Sono donne e uomini che decidono di lasciare il proprio Paese e trasferirsi a migliaia di km di distanza, con l’unico obiettivo di restituire ad un minore abbandonato, “l’altro mio figlio”, il diritto di essere figlio.
Molte delle notizie, pubblicate da Ai.Bi. e provenienti dai Paesi dove l’associazione opera, provengono direttamente da loro, dal lavoro delle nostre “inviate” e i nostri “inviati” sul campo, perché la cooperazione è fatta sì, di progetti, ma soprattutto di volti e di persone. Siete pronti a conoscerli?

Veronica Mosticone cooperante Ai.Bi. in Marocco

Iniziamo da un piccolo identikit:
Nome: Veronica
Cognome: Mosticone
Età: 29
Provenienza: Mira (VE)

Come sei arrivata a fare la cooperante?
Penso di aver sempre avuto una predisposizione per questo tipo di profilo.
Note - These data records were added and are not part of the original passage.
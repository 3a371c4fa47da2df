//! Small dense matrix helpers for least squares.
//!
//! Matrices are row-major `Vec<Vec<f64>>`; the systems solved here have one
//! row per regression coefficient, so they stay small.

use crate::stats::error::{StatsError, StatsResult};

/// Pivots smaller than this, relative to the largest entry, count as zero.
const SINGULAR_TOL: f64 = 1e-12;

/// XᵀX for a row-major design matrix with `k` columns.
pub(crate) fn gram(x: &[Vec<f64>], k: usize) -> Vec<Vec<f64>> {
    let mut xtx = vec![vec![0.0; k]; k];
    for row in x {
        for i in 0..k {
            for j in i..k {
                xtx[i][j] += row[i] * row[j];
            }
        }
    }
    for i in 0..k {
        for j in 0..i {
            xtx[i][j] = xtx[j][i];
        }
    }
    xtx
}

/// Xᵀy for a row-major design matrix with `k` columns.
pub(crate) fn xt_y(x: &[Vec<f64>], y: &[f64], k: usize) -> Vec<f64> {
    let mut out = vec![0.0; k];
    for (row, &yi) in x.iter().zip(y) {
        for (o, &v) in out.iter_mut().zip(row) {
            *o += v * yi;
        }
    }
    out
}

/// Matrix-vector product.
pub(crate) fn mat_vec(a: &[Vec<f64>], v: &[f64]) -> Vec<f64> {
    a.iter()
        .map(|row| row.iter().zip(v).map(|(a, b)| a * b).sum())
        .collect()
}

/// Invert a square matrix by Gauss-Jordan elimination with partial pivoting.
///
/// Fails with `SingularMatrix` as soon as the best available pivot in a
/// column is numerically zero, instead of dividing by it.
pub(crate) fn invert(a: &[Vec<f64>], context: &str) -> StatsResult<Vec<Vec<f64>>> {
    let n = a.len();
    let scale = a
        .iter()
        .flatten()
        .fold(0.0f64, |m, v| m.max(v.abs()))
        .max(f64::MIN_POSITIVE);

    // Augmented [A | I]
    let mut aug: Vec<Vec<f64>> = a
        .iter()
        .enumerate()
        .map(|(i, row)| {
            let mut r = row.clone();
            r.extend((0..n).map(|j| if i == j { 1.0 } else { 0.0 }));
            r
        })
        .collect();

    for col in 0..n {
        let mut max_row = col;
        let mut max_val = aug[col][col].abs();
        for row in col + 1..n {
            if aug[row][col].abs() > max_val {
                max_val = aug[row][col].abs();
                max_row = row;
            }
        }
        if max_val <= SINGULAR_TOL * scale {
            return Err(StatsError::SingularMatrix {
                context: context.to_string(),
                column: col,
            });
        }
        if max_row != col {
            aug.swap(col, max_row);
        }

        let pivot = aug[col][col];
        for v in aug[col].iter_mut() {
            *v /= pivot;
        }
        for row in 0..n {
            if row == col {
                continue;
            }
            let factor = aug[row][col];
            if factor == 0.0 {
                continue;
            }
            for j in col..2 * n {
                aug[row][j] -= factor * aug[col][j];
            }
        }
    }

    Ok(aug.into_iter().map(|row| row[n..].to_vec()).collect())
}

#[cfg(test)]
mod tests {
    use super::*;

    #[test]
    fn test_invert_2x2() {
        let a = vec![vec![4.0, 7.0], vec![2.0, 6.0]];
        let inv = invert(&a, "test").unwrap();
        // det = 10
        assert!((inv[0][0] - 0.6).abs() < 1e-12);
        assert!((inv[0][1] + 0.7).abs() < 1e-12);
        assert!((inv[1][0] + 0.2).abs() < 1e-12);
        assert!((inv[1][1] - 0.4).abs() < 1e-12);
    }

    #[test]
    fn test_invert_needs_pivoting() {
        // Zero on the leading diagonal.
        let a = vec![
            vec![0.0, 1.0, 2.0],
            vec![1.0, 0.0, 3.0],
            vec![4.0, -3.0, 8.0],
        ];
        let inv = invert(&a, "test").unwrap();
        for i in 0..3 {
            let col: Vec<f64> = (0..3).map(|r| inv[r][i]).collect();
            let product = mat_vec(&a, &col);
            for (j, v) in product.iter().enumerate() {
                let expected = if i == j { 1.0 } else { 0.0 };
                assert!((v - expected).abs() < 1e-10);
            }
        }
    }

    #[test]
    fn test_invert_singular() {
        let a = vec![vec![1.0, 2.0], vec![2.0, 4.0]];
        assert!(matches!(
            invert(&a, "test"),
            Err(StatsError::SingularMatrix { column: 1, .. })
        ));
    }

    #[test]
    fn test_gram_and_xty() {
        let x = vec![vec![1.0, 2.0], vec![1.0, 3.0]];
        let g = gram(&x, 2);
        assert_eq!(g, vec![vec![2.0, 5.0], vec![5.0, 13.0]]);
        assert_eq!(xt_y(&x, &[1.0, 1.0], 2), vec![2.0, 5.0]);
    }
}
Ciò che mi ha spinta a lanciarmi in questa strada, alla fine, è stata la curiosità di vedere con i miei occhi quanto avevo letto in pagine e pagine per scrivere la tesi di laurea. La prima esperienza mi ha dato tanto, ma mi ha anche fatta tornare a casa con delle questioni a cui non ero riuscita a dare una risposta chiara. Dovevo sperimentare di più e capire meglio per confermare o meno a me stessa che quella fosse la strada giusta per me.
Più volte mi sono sentita chiedere perché non rivolgessi il mio aiuto ai bambini in situazioni difficili svolgendo “un vero lavoro”: perché fare la cooperante? Per me la risposta è semplice ed era chiara ancor prima di integrare il mondo del lavoro: devo poter dare valore a ogni singola giornata e, quando esco dall’ufficio, devo poter sentire che i miei sforzi e il mio lavoro hanno fatto del bene a qualcuno: la consapevolezza che, nel mio piccolo, anch’io sto dando un contributo a donare un sorriso e un futuro migliore ai bambini che non hanno la fortuna di aver qualcuno da chiamare “mamma” e “papà” vale tutti gli sforzi.

In che Paesi sei stato prima di arrivare dove ti trovi ora?
I miei 29 anni fanno sì che abbia potuto viaggiare, per lo più in Europa ma anche in Egitto, più da turista e studentessa che da cooperante. La mia esperienza nel settore è iniziata in Marocco, nel 2015, e da allora quello è ancora il mio posto nel mondo.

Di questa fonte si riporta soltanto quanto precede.